== EXERCISE MATERIALS ==

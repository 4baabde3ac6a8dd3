//! Upload pipeline: checksum and split a file, scatter its chunks round-robin over a
//! capped sharing set, retry each transport failure once after a randomized backoff.

use std::collections::BTreeMap;
use std::path::Path;
use std::time::Duration;

use chunkpod_core::scheduler::{assign_chunks_to_peers, select_sharing_set};
use chunkpod_core::{split_into_chunks, ChunkRecord, FileId, Message, Node};
use rand::Rng;
use tokio::task::JoinSet;
use tracing::{debug, info, warn};

use crate::client::Client;
use crate::transport::{Connection, TransportError};

/// Outcome of a fully delivered upload.
#[derive(Debug, Clone)]
pub struct UploadReport {
    pub file_id: FileId,
    pub num_chunks: u16,
    /// Receiving peer of each chunk order.
    pub receivers: BTreeMap<u16, Node>,
}

impl Client {
    /// Upload the file at `path`. Returns the file id to download it with later.
    pub async fn upload_file(&self, path: &Path) -> Result<UploadReport, UploadError> {
        let data = tokio::fs::read(path).await?;
        let file_name = path
            .file_name()
            .and_then(|n| n.to_str())
            .ok_or(UploadError::FileName)?
            .to_string();

        let peers = self.registry.snapshot().await;
        let sharing = select_sharing_set(
            &peers,
            self.settings.max_sharing_peers,
            &mut rand::thread_rng(),
        );
        if sharing.is_empty() {
            return Err(UploadError::NoPeers);
        }

        let file_id = FileId::generate();
        let chunks = split_into_chunks(file_id, &file_name, &data)?;
        let num_chunks = chunks.len() as u16;
        info!(
            file = %file_name,
            %file_id,
            bytes = data.len(),
            chunks = num_chunks,
            peers = sharing.len(),
            "uploading"
        );

        // One sequential delivery task per receiver; receivers proceed concurrently.
        let mut per_receiver: BTreeMap<Node, Vec<ChunkRecord>> = BTreeMap::new();
        for (receiver, chunk) in assign_chunks_to_peers(chunks, &sharing) {
            per_receiver.entry(receiver).or_default().push(chunk);
        }
        let mut tasks = JoinSet::new();
        for (receiver, chunks) in per_receiver {
            let client = self.clone();
            tasks.spawn(async move { client.deliver_all(receiver, chunks).await });
        }

        let mut receivers = BTreeMap::new();
        let mut lost = Vec::new();
        while let Some(joined) = tasks.join_next().await {
            let results = joined.map_err(|e| UploadError::Task(e.to_string()))?;
            for (order, receiver, delivered) in results {
                if delivered {
                    receivers.insert(order, receiver);
                } else {
                    lost.push(order);
                }
            }
        }
        if !lost.is_empty() {
            lost.sort_unstable();
            return Err(UploadError::ChunksLost { file_id, lost });
        }
        info!(%file_id, "upload complete");
        Ok(UploadReport {
            file_id,
            num_chunks,
            receivers,
        })
    }

    async fn deliver_all(&self, receiver: Node, chunks: Vec<ChunkRecord>) -> Vec<(u16, Node, bool)> {
        let mut out = Vec::with_capacity(chunks.len());
        for chunk in chunks {
            let order = chunk.order;
            let delivered = self.deliver_with_retry(receiver, chunk).await;
            out.push((order, receiver, delivered));
        }
        out
    }

    /// Deliver one chunk; a transport failure is retried exactly once after a backoff,
    /// a protocol failure is not retried.
    async fn deliver_with_retry(&self, receiver: Node, chunk: ChunkRecord) -> bool {
        let order = chunk.order;
        let err = match self.upload_chunk(receiver, &chunk).await {
            Ok(()) => return true,
            Err(e) => e,
        };
        if !err.is_transport() {
            warn!(peer = %receiver, order, error = %err, "upload rejected");
            return false;
        }
        let backoff = self.backoff();
        debug!(peer = %receiver, order, error = %err, ?backoff, "upload failed, retrying");
        tokio::time::sleep(backoff).await;
        match self.upload_chunk(receiver, &chunk).await {
            Ok(()) => true,
            Err(e) => {
                warn!(peer = %receiver, order, error = %e, "upload failed twice, chunk lost");
                false
            }
        }
    }

    fn backoff(&self) -> Duration {
        let (min, max) = self.settings.retry_backoff;
        if max <= min {
            return min;
        }
        rand::thread_rng().gen_range(min..=max)
    }

    /// One UPLOAD exchange: send the chunk, expect ACKNOWLEDGE with its file id.
    pub async fn upload_chunk(&self, receiver: Node, chunk: &ChunkRecord) -> Result<(), TransportError> {
        let mut conn = Connection::connect(receiver, self.settings.connect_timeout).await?;
        conn.send(&Message::Upload {
            chunk: chunk.clone(),
        })
        .await?;
        let reply = conn.recv().await?;
        conn.close().await;
        match reply {
            Message::Acknowledge { file_id } if file_id == chunk.file_id => Ok(()),
            Message::Error => Err(TransportError::ErrorReply),
            other => Err(TransportError::Unexpected(other.command())),
        }
    }
}

#[derive(Debug, thiserror::Error)]
pub enum UploadError {
    #[error("reading file: {0}")]
    Io(#[from] std::io::Error),
    #[error("file name is not valid UTF-8")]
    FileName,
    #[error("no peers available")]
    NoPeers,
    #[error(transparent)]
    Split(#[from] chunkpod_core::chunk::SplitError),
    #[error("file {file_id}: chunks {lost:?} could not be delivered")]
    ChunksLost { file_id: FileId, lost: Vec<u16> },
    #[error("delivery task failed: {0}")]
    Task(String),
}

===

=== WHAT THE TASK ASKS ===
In full and word for word, reproduce the data above.

=== RESPONSE TO THIS TASK ===
repository 4baabde3ac6a8dd3
//! Upload pipeline: checksum and split a file, scatter its chunks round-robin over a
//! capped sharing set, retry each transport failure once after a randomized backoff.

use std::collections::BTreeMap;
use std::path::Path;
use std::time::Duration;

use chunkpod_core::scheduler::{assign_chunks_to_peers, select_sharing_set};
use chunkpod_core::{split_into_chunks, ChunkRecord, FileId, Message, Node};
use rand::Rng;
use tokio::task::JoinSet;
use tracing::{debug, info, warn};

use crate::client::Client;
use crate::transport::{Connection, TransportError};

/// Outcome of a fully delivered upload.
#[derive(Debug, Clone)]
pub struct UploadReport {
    pub file_id: FileId,
    pub num_chunks: u16,
    /// Receiving peer of each chunk order.
    pub receivers: BTreeMap<u16, Node>,
}

impl Client {
    /// Upload the file at `path`. Returns the file id to download it with later.
    pub async fn upload_file(&self, path: &Path) -> Result<UploadReport, UploadError> {
        let data = tokio::fs::read(path).await?;
        let file_name = path
            .file_name()
            .and_then(|n| n.to_str())
            .ok_or(UploadError::FileName)?
            .to_string();

        let peers = self.registry.snapshot().await;
        let sharing = select_sharing_set(
            &peers,
            self.settings.max_sharing_peers,
            &mut rand::thread_rng(),
        );
        if sharing.is_empty() {
            return Err(UploadError::NoPeers);
        }

        let file_id = FileId::generate();
        let chunks = split_into_chunks(file_id, &file_name, &data)?;
        let num_chunks = chunks.len() as u16;
        info!(
            file = %file_name,
            %file_id,
            bytes = data.len(),
            chunks = num_chunks,
            peers = sharing.len(),
            "uploading"
        );

        // One sequential delivery task per receiver; receivers proceed concurrently.
        let mut per_receiver: BTreeMap<Node, Vec<ChunkRecord>> = BTreeMap::new();
        for (receiver, chunk) in assign_chunks_to_peers(chunks, &sharing) {
            per_receiver.entry(receiver).or_default().push(chunk);
        }
        let mut tasks = JoinSet::new();
        for (receiver, chunks) in per_receiver {
            let client = self.clone();
            tasks.spawn(async move { client.deliver_all(receiver, chunks).await });
        }

        let mut receivers = BTreeMap::new();
        let mut lost = Vec::new();
        while let Some(joined) = tasks.join_next().await {
            let results = joined.map_err(|e| UploadError::Task(e.to_string()))?;
            for (order, receiver, delivered) in results {
                if delivered {
                    receivers.insert(order, receiver);
                } else {
                    lost.push(order);
                }
            }
        }
        if !lost.is_empty() {
            lost.sort_unstable();
            return Err(UploadError::ChunksLost { file_id, lost });
        }
        info!(%file_id, "upload complete");
        Ok(UploadReport {
            file_id,
            num_chunks,
            receivers,
        })
    }

    async fn deliver_all(&self, receiver: Node, chunks: Vec<ChunkRecord>) -> Vec<(u16, Node, bool)> {
        let mut out = Vec::with_capacity(chunks.len());
        for chunk in chunks {
            let order = chunk.order;
            let delivered = self.deliver_with_retry(receiver, chunk).await;
            out.push((order, receiver, delivered));
        }
        out
    }

    /// Deliver one chunk; a transport failure is retried exactly once after a backoff,
    /// a protocol failure is not retried.
    async fn deliver_with_retry(&self, receiver: Node, chunk: ChunkRecord) -> bool {
        let order = chunk.order;
        let err = match self.upload_chunk(receiver, &chunk).await {
            Ok(()) => return true,
            Err(e) => e,
        };
        if !err.is_transport() {
            warn!(peer = %receiver, order, error = %err, "upload rejected");
            return false;
        }
        let backoff = self.backoff();
        debug!(peer = %receiver, order, error = %err, ?backoff, "upload failed, retrying");
        tokio::time::sleep(backoff).await;
        match self.upload_chunk(receiver, &chunk).await {
            Ok(()) => true,
            Err(e) => {
                warn!(peer = %receiver, order, error = %e, "upload failed twice, chunk lost");
                false
            }
        }
    }

    fn backoff(&self) -> Duration {
        let (min, max) = self.settings.retry_backoff;
        if max <= min {
            return min;
        }
        rand::thread_rng().gen_range(min..=max)
    }

    /// One UPLOAD exchange: send the chunk, expect ACKNOWLEDGE with its file id.
    pub async fn upload_chunk(&self, receiver: Node, chunk: &ChunkRecord) -> Result<(), TransportError> {
        let mut conn = Connection::connect(receiver, self.settings.connect_timeout).await?;
        conn.send(&Message::Upload {
            chunk: chunk.clone(),
        })
        .await?;
        let reply = conn.recv().await?;
        conn.close().await;
        match reply {
            Message::Acknowledge { file_id } if file_id == chunk.file_id => Ok(()),
            Message::Error => Err(TransportError::ErrorReply),
            other => Err(TransportError::Unexpected(other.command())),
        }
    }
}

#[derive(Debug, thiserror::Error)]
pub enum UploadError {
    #[error("reading file: {0}")]
    Io(#[from] std::io::Error),
    #[error("file name is not valid UTF-8")]
    FileName,
    #[error("no peers available")]
    NoPeers,
    #[error(transparent)]
    Split(#[from] chunkpod_core::chunk::SplitError),
    #[error("file {file_id}: chunks {lost:?} could not be delivered")]
    ChunksLost { file_id: FileId, lost: Vec<u16> },
    #[error("delivery task failed: {0}")]
    Task(String),
}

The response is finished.